ABSTRACT
In 1978, the year the first in vitro fertilization (IVF) baby was born in the United Kingdom, a research team in Kolkata reported that it too had successfully produced an IVF baby in India. However, the claim was dismissed at the time, because the experiment was conducted outside authorized institutions and recognized centers of innovation—in short, because it was an innovation ‘out of place.’ Tracing controversies over the case between 1978 and 2005, I show the importance of space or place in processes of knowledge production and recognition. Further, I explain the initial repudiation and subsequent partial recognition of the claim through shifts in the landscape of legitimate spaces of innovation. By discussing this specific case of the production of science and technology in the Global South, I challenge conventional narratives of diffusion that are prevalent in studies on the worldwide proliferation of reproductive technologies.
Acknowledgments
I am deeply indebted to my interlocutors in Kolkata for their fascinating stories and invaluable cooperation, the Dr. Subhas Mukherjee Memorial Reproductive Biology Research Centre for generously providing material, and Aditya Ghosh for his precious insights. Furthermore, I would like to thank Eva Ambos, Claire Beaudevin, Christoph Bergmann, Marion Herz, Daniel Moure Garcia, Laurent Pordié, Bo Sax, Mihir Sharma, the participants of the Ethnologiekolloquium at the University of Zurich, and four anonymous reviewers for helpful comments and insightful criticisms. I am also grateful for funding provided by the Research Cluster Asia and Europe at the University of Heidelberg and the Advances in Research on Globally Accessible Medicine (AROGYAM) Research Network.
Notes
1. Following Jean and John Comaroff (Citation2012a), I define the term “Global South” not in a substantive but in a relational sense that “always points to an ‘ex-centric’ location, an elsewhere to mainstream Euro-America, an outside to its hegemonic centers, real or imagined.”

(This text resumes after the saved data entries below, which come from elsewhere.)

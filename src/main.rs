mod app;

use std::str::FromStr;

use log::{LevelFilter, info};

fn main() -> eframe::Result<()> {
    let settings = sanuml::settings::load_or_default();

    let level = LevelFilter::from_str(&settings.log_level).unwrap_or_else(|_| {
        eprintln!(
            "Invalid log level: {}. Using 'warn' instead.",
            settings.log_level
        );
        LevelFilter::Warn
    });
    env_logger::Builder::new()
        .filter_level(level)
        .parse_env(env_logger::Env::default())
        .init();
    info!(log_level:? = level; "Starting sanuml");

    let native_options = eframe::NativeOptions::default();
    eframe::run_native(
        "Class Diagrams",
        native_options,
        Box::new(|_cc| Ok(Box::new(app::DiagramApp::new(settings)))),
    )
}
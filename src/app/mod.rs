use std::path::PathBuf;

use eframe::egui;
use sanuml::canvas::Scene;
use sanuml::diagram::Diagram;
use sanuml::model::{NodeId, RelationshipId};
use sanuml::settings::{self, EditorSettings};

mod actions;
mod render;
mod update;

#[derive(Clone, Copy, Debug, PartialEq, Eq)]
enum Selection {
    Node(NodeId),
    Relationship(RelationshipId),
}

#[derive(Clone, Copy, Debug)]
struct View {
    pan_screen: egui::Vec2,
    zoom: f32,
}

impl Default for View {
    fn default() -> Self {
        Self {
            pan_screen: egui::Vec2::ZERO,
            zoom: 1.0,
        }
    }
}

impl View {
    fn world_to_screen(&self, origin: egui::Pos2, world: egui::Pos2) -> egui::Pos2 {
        origin + self.pan_screen + world.to_vec2() * self.zoom
    }

    fn screen_to_world(&self, origin: egui::Pos2, screen: egui::Pos2) -> egui::Pos2 {
        ((screen - origin - self.pan_screen) / self.zoom).to_pos2()
    }

    fn zoom_about_screen_point(
        &mut self,
        origin: egui::Pos2,
        screen_point: egui::Pos2,
        zoom_delta: f32,
    ) {
        let before = self.screen_to_world(origin, screen_point);
        self.zoom = (self.zoom * zoom_delta).clamp(0.1, 8.0);
        let after_screen = self.world_to_screen(origin, before);
        self.pan_screen += screen_point - after_screen;
    }
}

/// Text being edited in the properties panel for the current selection.
#[derive(Clone, Debug, Default)]
struct EditBuffers {
    name: String,
    new_attribute: String,
    new_method: String,
    label: String,
    start_multiplicity: String,
    end_multiplicity: String,
}

pub struct DiagramApp {
    diagram: Diagram<Scene>,
    settings: EditorSettings,
    settings_path: PathBuf,
    file_path: String,
    view: View,
    selected: Option<Selection>,
    edit: EditBuffers,
    status: Option<String>,
}

impl DiagramApp {
    pub fn new(settings: EditorSettings) -> Self {
        Self::with_settings_path(settings, settings::settings_path())
    }

    fn with_settings_path(settings: EditorSettings, settings_path: PathBuf) -> Self {
        let diagram = Diagram::with_node_size(Scene::new(), settings.node_size());
        Self {
            diagram,
            file_path: settings.file_path.clone(),
            settings,
            settings_path,
            view: View::default(),
            selected: None,
            edit: EditBuffers::default(),
            status: None,
        }
    }

    fn select(&mut self, selection: Option<Selection>) {
        self.selected = selection;
        self.edit = EditBuffers::default();
        match selection {
            Some(Selection::Node(id)) => {
                if let Some(node) = self.diagram.node(id) {
                    self.edit.name = node.name.clone();
                }
            }
            Some(Selection::Relationship(id)) => {
                if let Some(r) = self.diagram.document().relationship(id) {
                    self.edit.label = r.label.clone();
                    self.edit.start_multiplicity = r.start_multiplicity.clone();
                    self.edit.end_multiplicity = r.end_multiplicity.clone();
                }
            }
            None => {}
        }
    }
}
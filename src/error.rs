//! Error types for diagram editing, persistence and configuration.

use std::io;

use thiserror::Error;

use crate::model::{NodeId, RelationshipId, RelationshipKind};

/// The main error type for engine operations.
///
/// Geometry never fails; every variant here is raised where names are
/// resolved, records are edited, or files are touched.
#[derive(Debug, Error)]
pub enum DiagramError {
    #[error("relationship endpoint `{0}` is not on the diagram")]
    MissingEndpoint(String),

    #[error("an element named `{0}` already exists")]
    DuplicateName(String),

    #[error("element names must not be empty")]
    EmptyName,

    #[error("no element with id {0}")]
    UnknownNode(NodeId),

    #[error("no element named `{0}`")]
    UnknownElement(String),

    #[error("no relationship with id {0}")]
    UnknownRelationship(RelationshipId),

    #[error("unknown relationship type `{0}`")]
    UnknownKind(String),

    #[error("the {0} builder was already used for this activation")]
    BuilderSpent(RelationshipKind),

    #[error("interface `{0}` cannot carry attributes")]
    AttributeOnInterface(String),

    #[error("member index {index} is out of range for `{name}`")]
    MemberOutOfRange { name: String, index: usize },

    #[error("I/O error: {0}")]
    Io(#[from] io::Error),

    #[error("JSON error: {0}")]
    Json(#[from] serde_json::Error),

    #[error("TOML read error: {0}")]
    TomlRead(#[from] toml::de::Error),

    #[error("TOML write error: {0}")]
    TomlWrite(#[from] toml::ser::Error),
}

pub type Result<T, E = DiagramError> = std::result::Result<T, E>;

2. It would be worthwhile to investigate Dr. Subhas’s relationship with acknowledged centers of innovation during his fight for recognition. According to Prof. Sunit, both of them had been in contact with Prof. Edwards and other reproductive biologists in different parts of the world who were not always supportive of their cause.
3. Among them were the Fifth International Congress on Hormonal Steroids in New Delhi in November 1978, the satellite symposium of the congress in Varanasi, and the Indian Science Congress in Hyderabad in 1979. He also gave lectures at Gangaram Hospital in New Delhi and Gauhati Medical College (Kumar Citation1997:528).
4. The history section disappeared from the Ministry of Health & Family Welfare’s ART (Regulation) Bill 2010, a revised version of which awaits debate in Parliament.
5. India’s ‘first scientifically documented test tube baby’ was delivered in 1986 in Mumbai through cooperation between the Institute of Research in Reproduction and the King Edward Memorial Hospital.
6. For many, Dr. Kumar’s words gained even more gravity, since by supporting Dr. Subhas’s claim he lost his own status of having produced India’s first IVF baby (cf. Bharadwaj Citation2002).
7. The comparison to Louis Pasteur is intriguing. According to Latour (Citation1983), one of Pasteur’s strengths was exactly his success in extending the laboratory to the field through a succession of displacements, thereby dissolving the inside/outside dichotomy. However, he did not start this endeavor from the home but from his laboratory at the École Normale Supérieure—a space endowed with credibility from the outset.
8. Even Dr. Kumar commented critically on the rugged transition from concealed experimentation in a hidden space to public declaration. He noted that although similar controversies emerged in the United Kingdom, a “combination of transparency, scientific debate as well as discussing moral, ethical, legal and religious issues” made the process acceptable to the general public as well as the scientific community (Kumar Citation1997:530).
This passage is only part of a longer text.